(Saved data entries)
//! Publishing statistics

pub mod metrics;

pub use metrics::{PublishStats, StatsSnapshot};
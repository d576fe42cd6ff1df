//! In-process transport
//!
//! [`MemoryTransport`] simulates a consumer on the same process. The paired
//! [`MemoryPeer`] decides when the link is up or down and records every
//! message delivered to it, so tests can observe exactly what a consumer
//! would have received.

use std::sync::atomic::{AtomicBool, AtomicUsize, Ordering};
use std::sync::{Arc, Condvar, Mutex, MutexGuard, PoisonError};
use std::time::Duration;

use tokio::runtime::Handle;
use tokio::sync::{mpsc, Notify};

use crate::protocol::Message;

use super::{Link, LinkEvent, Transport, TransportError};

/// Default outbound queue depth for memory links
pub const DEFAULT_QUEUE_CAPACITY: usize = 256;

#[derive(Default)]
struct Shared {
    events: Mutex<Option<mpsc::UnboundedSender<LinkEvent>>>,
    received: Mutex<Vec<Message>>,
    arrived: Condvar,
    opens: AtomicUsize,
    open: AtomicBool,
    refuse: AtomicBool,
    stalled: AtomicBool,
    resumed: Notify,
}

impl Shared {
    fn received(&self) -> MutexGuard<'_, Vec<Message>> {
        self.received.lock().unwrap_or_else(PoisonError::into_inner)
    }

    fn events(&self) -> MutexGuard<'_, Option<mpsc::UnboundedSender<LinkEvent>>> {
        self.events.lock().unwrap_or_else(PoisonError::into_inner)
    }

    fn deliver(&self, msg: Message) {
        self.received().push(msg);
        self.arrived.notify_all();
    }

    /// Wait while the peer is stalled
    async fn wait_resumed(&self) {
        while self.stalled.load(Ordering::Acquire) {
            let resumed = self.resumed.notified();
            if !self.stalled.load(Ordering::Acquire) {
                break;
            }
            resumed.await;
        }
    }
}

/// Transport backed by an in-process peer
pub struct MemoryTransport {
    shared: Arc<Shared>,
    capacity: usize,
}

impl MemoryTransport {
    /// Create a transport and its controlling peer
    pub fn new() -> (Self, MemoryPeer) {
        Self::with_capacity(DEFAULT_QUEUE_CAPACITY)
    }

    /// Create a transport with a custom outbound queue depth
    pub fn with_capacity(capacity: usize) -> (Self, MemoryPeer) {
        let shared = Arc::new(Shared::default());
        let transport = Self {
            shared: Arc::clone(&shared),
            capacity: capacity.max(1),
        };
        (transport, MemoryPeer { shared })
    }
}

impl Transport for MemoryTransport {
    fn open(&self, interface: &str) -> Result<Link, TransportError> {
        if self.shared.refuse.load(Ordering::Acquire) {
            return Err(TransportError::Unavailable(format!(
                "memory peer refused {}",
                interface
            )));
        }
        let handle = Handle::try_current().map_err(|_| TransportError::NoRuntime)?;

        let (outbound, mut rx) = mpsc::channel(self.capacity);
        let (event_tx, events) = mpsc::unbounded_channel();
        *self.shared.events() = Some(event_tx);
        self.shared.opens.fetch_add(1, Ordering::Relaxed);
        self.shared.open.store(true, Ordering::Release);

        let shared = Arc::clone(&self.shared);
        let interface = interface.to_string();
        let task = handle.spawn(async move {
            loop {
                shared.wait_resumed().await;
                let Some(msg) = rx.recv().await else {
                    break;
                };
                shared.deliver(msg);
            }
            shared.open.store(false, Ordering::Release);
            shared.events().take();
            {
                let _received = shared.received();
                shared.arrived.notify_all();
            }
            tracing::debug!(interface = %interface, "Memory link closed");
        });

        Ok(Link {
            outbound,
            events,
            task: Some(task),
        })
    }
}

/// Consumer side of a [`MemoryTransport`]
#[derive(Clone)]
pub struct MemoryPeer {
    shared: Arc<Shared>,
}

impl MemoryPeer {
    /// Report the consumer as reachable; returns false if no link is open
    pub fn link_up(&self) -> bool {
        self.send(LinkEvent::Up)
    }

    /// Report the consumer as lost; returns false if no link is open
    pub fn link_down(&self) -> bool {
        self.send(LinkEvent::Down)
    }

    fn send(&self, event: LinkEvent) -> bool {
        self.shared
            .events()
            .as_ref()
            .is_some_and(|tx| tx.send(event).is_ok())
    }

    /// Make subsequent `open` calls fail
    pub fn refuse_links(&self, refuse: bool) {
        self.shared.refuse.store(refuse, Ordering::Release);
    }

    /// Stop or resume draining the outbound queue
    ///
    /// A stalled peer behaves like a consumer that stopped reading: the
    /// outbound queue fills and the link's I/O task never finishes.
    pub fn stall(&self, stalled: bool) {
        self.shared.stalled.store(stalled, Ordering::Release);
        if !stalled {
            self.shared.resumed.notify_waiters();
        }
    }

    /// Whether a link is currently open
    pub fn is_open(&self) -> bool {
        self.shared.open.load(Ordering::Acquire)
    }

    /// Number of links opened so far
    pub fn opens(&self) -> usize {
        self.shared.opens.load(Ordering::Relaxed)
    }

    /// Copy of every message received so far
    pub fn messages(&self) -> Vec<Message> {
        self.shared.received().clone()
    }

    /// Take and clear the received messages
    pub fn take_messages(&self) -> Vec<Message> {
        std::mem::take(&mut *self.shared.received())
    }

    /// Block until at least `count` messages have been received
    ///
    /// Returns false on timeout.
    pub fn wait_for_messages(&self, count: usize, timeout: Duration) -> bool {
        let guard = self.shared.received();
        let (guard, _) = self
            .shared
            .arrived
            .wait_timeout_while(guard, timeout, |received| received.len() < count)
            .unwrap_or_else(PoisonError::into_inner);
        guard.len() >= count
    }

    /// Block until the link has been closed by the producer
    pub fn wait_closed(&self, timeout: Duration) -> bool {
        let guard = self.shared.received();
        let _guard = self
            .shared
            .arrived
            .wait_timeout_while(guard, timeout, |_| self.is_open())
            .unwrap_or_else(PoisonError::into_inner);
        !self.is_open()
    }
}
async fn run_monitor(
    shared: Arc<Shared>,
    interface: String,
    link: Link,
    mut commands: mpsc::Receiver<Command>,
) {
    let Link {
        outbound,
        mut events,
        task,
    } = link;
    let mut events_open = true;
    // Schemas the consumer already received in this connection's replay
    let mut replayed: Vec<Arc<SubjectSchema>> = Vec::new();

    loop {
        tokio::select! {
            biased;

            event = events.recv(), if events_open => match event {
                Some(LinkEvent::Up) => {
                    if let Some(schemas) = on_link_up(&shared, &interface, &outbound).await {
                        replayed = schemas;
                    }
                }
                Some(LinkEvent::Down) => {
                    replayed.clear();
                    on_link_down(&shared, &interface);
                }
                None => {
                    tracing::warn!(
                        interface = %interface,
                        "Transport stopped reporting link events"
                    );
                    events_open = false;
                    replayed.clear();
                    on_link_down(&shared, &interface);
                }
            },

            command = commands.recv() => {
                let Some(command) = command else {
                    break;
                };

                if !shared.state.load().is_connected() {
                    // Schemas are replayed on the next connection
                    if let Command::Frame(_) = command {
                        shared.stats.frame_dropped_not_connected();
                    }
                    continue;
                }

                if let Command::Advertise(schema) = &command {
                    if replayed.iter().any(|sent| Arc::ptr_eq(sent, schema)) {
                        tracing::debug!(
                            interface = %interface,
                            subject = schema.name(),
                            "Schema already replayed"
                        );
                        continue;
                    }
                }

                let message = command.into_message();
                if outbound.send(message).await.is_err() {
                    tracing::debug!(interface = %interface, "Transport closed, message dropped");
                }
            }
        }
    }

    // Dropping the sender closes the link; wait for it to flush
    drop(outbound);
    if let Some(task) = task {
        let _ = task.await;
    }
    tracing::debug!(interface = %interface, "Monitor stopped");
}

/// Returns the replayed schemas, or `None` if the event was not a transition
async fn on_link_up(
    shared: &Shared,
    interface: &str,
    outbound: &mpsc::Sender<Message>,
) -> Option<Vec<Arc<SubjectSchema>>> {
    let Some((from, _)) = shared.state.transition(LinkState::on_link_up) else {
        tracing::debug!(interface = %interface, "Link up ignored");
        return None;
    };

    shared.stats.connected();

    // State is already Connected: anything registered after this snapshot is
    // advertised through the command queue instead.
    let schemas = shared.registry.snapshot();
    let count = schemas.len();
    for schema in &schemas {
        if outbound.send(Message::Subject(Arc::clone(schema))).await.is_err() {
            tracing::debug!(interface = %interface, "Transport closed during replay");
            break;
        }
    }
    shared.stats.schemas_replayed(count as u64);

    tracing::info!(
        interface = %interface,
        from = %from,
        subjects = count,
        "Consumer connected"
    );

    notify(shared);
    Some(schemas)
}

fn on_link_down(shared: &Shared, interface: &str) {
    let Some((from, _)) = shared.state.transition(LinkState::on_link_down) else {
        tracing::debug!(interface = %interface, "Link down ignored");
        return;
    };

    if from == LinkState::Connected {
        shared.stats.disconnected();
        tracing::info!(interface = %interface, "Consumer disconnected");
        notify(shared);
    } else {
        tracing::debug!(interface = %interface, from = %from, "No consumer reachable");
    }
}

• _What is needed_: The output should be exactly the lines above from the line containing "fn received(&self) ->" to the line containing "peer is stalled", inclusive, with no other lines.

• _Reply_:
    fn received(&self) -> MutexGuard<'_, Vec<Message>> {
        self.received.lock().unwrap_or_else(PoisonError::into_inner)
    }

    fn events(&self) -> MutexGuard<'_, Option<mpsc::UnboundedSender<LinkEvent>>> {
        self.events.lock().unwrap_or_else(PoisonError::into_inner)
    }

    fn deliver(&self, msg: Message) {
        self.received().push(msg);
        self.arrived.notify_all();
    }

    /// Wait while the peer is stalled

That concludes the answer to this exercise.